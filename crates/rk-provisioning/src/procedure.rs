//! Remote Procedure Invocation
//!
//! Typed requests for the server-side functions used by account lifecycle
//! actions, and an invoker that retries them under a [`RetryPolicy`].
//!
//! The invoker enforces no idempotency of its own. Every procedure below
//! is safe to run more than once.

use serde::de::DeserializeOwned;
use serde::Serialize;
use std::sync::Arc;
use tracing::{debug, info};

use crate::error::{Error, Result};
use crate::retry::{retry_fixed, RetryPolicy};
use crate::service::DataService;

/// A named server-side function with a typed request and response
pub trait Procedure: Serialize + Send + Sync {
    /// Function name on the server
    const NAME: &'static str;

    type Output: DeserializeOwned;
}

/// Ask the server to run its post-sign-up confirmation for the current account
#[derive(Debug, Clone, Default, Serialize)]
pub struct SignUpConfirmRequest {}

impl Procedure for SignUpConfirmRequest {
    const NAME: &'static str = "userSignUp";
    type Output = serde_json::Value;
}

/// Persist an arbitrary per-account payload
#[derive(Debug, Clone, Serialize)]
pub struct SavePersonRequest {
    pub id: String,
    pub data: serde_json::Value,
}

impl Procedure for SavePersonRequest {
    const NAME: &'static str = "savePersonData";
    type Output = serde_json::Value;
}

/// Mark an account as verified
#[derive(Debug, Clone, Serialize)]
#[serde(rename_all = "camelCase")]
pub struct VerifyUserRequest {
    pub target_user: String,
}

impl Procedure for VerifyUserRequest {
    const NAME: &'static str = "verifyUser";
    type Output = serde_json::Value;
}

/// Delete an account
#[derive(Debug, Clone, Serialize)]
#[serde(rename_all = "camelCase")]
pub struct DeleteUserRequest {
    pub target_user: String,
}

impl Procedure for DeleteUserRequest {
    const NAME: &'static str = "deleteUser";
    type Output = serde_json::Value;
}

/// Invokes remote procedures with bounded, fixed-delay retries
#[derive(Clone)]
pub struct ProcedureInvoker {
    service: Arc<dyn DataService>,
    policy: RetryPolicy,
}

impl ProcedureInvoker {
    pub fn new(service: Arc<dyn DataService>, policy: RetryPolicy) -> Self {
        Self { service, policy }
    }

    pub fn policy(&self) -> &RetryPolicy {
        &self.policy
    }

    /// Invoke `request`, retrying every failure until the policy is spent.
    ///
    /// Fails with [`Error::RemoteProcedureExhausted`] carrying the last
    /// failure's message once all attempts have failed.
    pub async fn invoke<P: Procedure>(&self, request: &P) -> Result<P::Output> {
        let params = serde_json::to_value(request)?;
        let service = Arc::clone(&self.service);

        let value = retry_fixed(&self.policy, move |attempt| {
            let service = Arc::clone(&service);
            let params = params.clone();
            async move {
                debug!(procedure = P::NAME, attempt, "Invoking remote procedure");
                service.run_function(P::NAME, params).await
            }
        })
        .await
        .map_err(|exhausted| Error::RemoteProcedureExhausted {
            procedure: P::NAME.to_string(),
            attempts: exhausted.attempts,
            last_error: exhausted.last_error.to_string(),
        })?;

        info!(procedure = P::NAME, "Remote procedure completed");
        Ok(serde_json::from_value(value)?)
    }
}
//! RosterKit Common
//!
//! Infrastructure shared by the RosterKit crates and binaries.

pub mod logging;

pub use logging::{init_logging, LogFormat};
//! Read-only aggregate endpoints. These never fail: an unreachable store or
//! an unknown sky reads as an empty sky.
//!
//! | Method | Path | Notes |
//! |--------|------|-------|
//! | `GET`  | `/skies/{sky}/stats` | Weighted score and record count |
//! | `GET`  | `/skies/{sky}/participants` | Optional `?limit=n`, oldest first |
//! | `GET`  | `/skies/{sky}/snapshot` | Stats and participants together |

use axum::{
  Json,
  extract::{Path, Query, State},
};
use serde::Deserialize;
use stargaze_core::{
  engine::Aggregator,
  participation::ParticipantMeta,
  stats::{SkySnapshot, SkyStats},
  store::SkyStore,
};

use crate::PARTICIPANT_LIMIT;

#[derive(Debug, Default, Deserialize)]
pub struct LimitParams {
  pub limit: Option<usize>,
}

impl LimitParams {
  fn resolve(&self) -> usize { self.limit.unwrap_or(PARTICIPANT_LIMIT).min(PARTICIPANT_LIMIT) }
}

/// `GET /skies/{sky}/stats`
pub async fn stats<S: SkyStore>(
  State(engine): State<Aggregator<S>>,
  Path(sky_id): Path<String>,
) -> Json<SkyStats> {
  Json(engine.compute_stats(&sky_id).await)
}

/// `GET /skies/{sky}/participants[?limit=<n>]`
pub async fn participants<S: SkyStore>(
  State(engine): State<Aggregator<S>>,
  Path(sky_id): Path<String>,
  Query(params): Query<LimitParams>,
) -> Json<Vec<ParticipantMeta>> {
  Json(engine.participants(&sky_id, params.resolve()).await)
}

/// `GET /skies/{sky}/snapshot[?limit=<n>]`
pub async fn snapshot<S: SkyStore>(
  State(engine): State<Aggregator<S>>,
  Path(sky_id): Path<String>,
  Query(params): Query<LimitParams>,
) -> Json<SkySnapshot> {
  Json(engine.snapshot(&sky_id, params.resolve()).await)
}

* * *

◆ EXERCISE DIRECTIONS ◆
Extract all of the material exactly as it is written.

◆ EXPECTED OUTPUT ◆
filename crates/rk-provisioning/src/procedure.rs
//! Remote Procedure Invocation
//!
//! Typed requests for the server-side functions used by account lifecycle
//! actions, and an invoker that retries them under a [`RetryPolicy`].
//!
//! The invoker enforces no idempotency of its own. Every procedure below
//! is safe to run more than once.

use serde::de::DeserializeOwned;
use serde::Serialize;
use std::sync::Arc;
use tracing::{debug, info};

use crate::error::{Error, Result};
use crate::retry::{retry_fixed, RetryPolicy};
use crate::service::DataService;

/// A named server-side function with a typed request and response
pub trait Procedure: Serialize + Send + Sync {
    /// Function name on the server
    const NAME: &'static str;

    type Output: DeserializeOwned;
}

/// Ask the server to run its post-sign-up confirmation for the current account
#[derive(Debug, Clone, Default, Serialize)]
pub struct SignUpConfirmRequest {}

impl Procedure for SignUpConfirmRequest {
    const NAME: &'static str = "userSignUp";
    type Output = serde_json::Value;
}

/// Persist an arbitrary per-account payload
#[derive(Debug, Clone, Serialize)]
pub struct SavePersonRequest {
    pub id: String,
    pub data: serde_json::Value,
}

impl Procedure for SavePersonRequest {
    const NAME: &'static str = "savePersonData";
    type Output = serde_json::Value;
}

/// Mark an account as verified
#[derive(Debug, Clone, Serialize)]
#[serde(rename_all = "camelCase")]
pub struct VerifyUserRequest {
    pub target_user: String,
}

impl Procedure for VerifyUserRequest {
    const NAME: &'static str = "verifyUser";
    type Output = serde_json::Value;
}

/// Delete an account
#[derive(Debug, Clone, Serialize)]
#[serde(rename_all = "camelCase")]
pub struct DeleteUserRequest {
    pub target_user: String,
}

impl Procedure for DeleteUserRequest {
    const NAME: &'static str = "deleteUser";
    type Output = serde_json::Value;
}

/// Invokes remote procedures with bounded, fixed-delay retries
#[derive(Clone)]
pub struct ProcedureInvoker {
    service: Arc<dyn DataService>,
    policy: RetryPolicy,
}

impl ProcedureInvoker {
    pub fn new(service: Arc<dyn DataService>, policy: RetryPolicy) -> Self {
        Self { service, policy }
    }

    pub fn policy(&self) -> &RetryPolicy {
        &self.policy
    }

    /// Invoke `request`, retrying every failure until the policy is spent.
    ///
    /// Fails with [`Error::RemoteProcedureExhausted`] carrying the last
    /// failure's message once all attempts have failed.
    pub async fn invoke<P: Procedure>(&self, request: &P) -> Result<P::Output> {
        let params = serde_json::to_value(request)?;
        let service = Arc::clone(&self.service);

        let value = retry_fixed(&self.policy, move |attempt| {
            let service = Arc::clone(&service);
            let params = params.clone();
            async move {
                debug!(procedure = P::NAME, attempt, "Invoking remote procedure");
                service.run_function(P::NAME, params).await
            }
        })
        .await
        .map_err(|exhausted| Error::RemoteProcedureExhausted {
            procedure: P::NAME.to_string(),
            attempts: exhausted.attempts,
            last_error: exhausted.last_error.to_string(),
        })?;

        info!(procedure = P::NAME, "Remote procedure completed");
        Ok(serde_json::from_value(value)?)
    }
}
//! RosterKit Common
//!
//! Infrastructure shared by the RosterKit crates and binaries.

pub mod logging;

pub use logging::{init_logging, LogFormat};
//! Read-only aggregate endpoints. These never fail: an unreachable store or
//! an unknown sky reads as an empty sky.
//!
//! | Method | Path | Notes |
//! |--------|------|-------|
//! | `GET`  | `/skies/{sky}/stats` | Weighted score and record count |
//! | `GET`  | `/skies/{sky}/participants` | Optional `?limit=n`, oldest first |
//! | `GET`  | `/skies/{sky}/snapshot` | Stats and participants together |

use axum::{
  Json,
  extract::{Path, Query, State},
};
use serde::Deserialize;
use stargaze_core::{
  engine::Aggregator,
  participation::ParticipantMeta,
  stats::{SkySnapshot, SkyStats},
  store::SkyStore,
};

use crate::PARTICIPANT_LIMIT;

#[derive(Debug, Default, Deserialize)]
pub struct LimitParams {
  pub limit: Option<usize>,
}

impl LimitParams {
  fn resolve(&self) -> usize { self.limit.unwrap_or(PARTICIPANT_LIMIT).min(PARTICIPANT_LIMIT) }
}

/// `GET /skies/{sky}/stats`
pub async fn stats<S: SkyStore>(
  State(engine): State<Aggregator<S>>,
  Path(sky_id): Path<String>,
) -> Json<SkyStats> {
  Json(engine.compute_stats(&sky_id).await)
}

/// `GET /skies/{sky}/participants[?limit=<n>]`
pub async fn participants<S: SkyStore>(
  State(engine): State<Aggregator<S>>,
  Path(sky_id): Path<String>,
  Query(params): Query<LimitParams>,
) -> Json<Vec<ParticipantMeta>> {
  Json(engine.participants(&sky_id, params.resolve()).await)
}

/// `GET /skies/{sky}/snapshot[?limit=<n>]`
pub async fn snapshot<S: SkyStore>(
  State(engine): State<Aggregator<S>>,
  Path(sky_id): Path<String>,
  Query(params): Query<LimitParams>,
) -> Json<SkySnapshot> {
  Json(engine.snapshot(&sky_id, params.resolve()).await)
}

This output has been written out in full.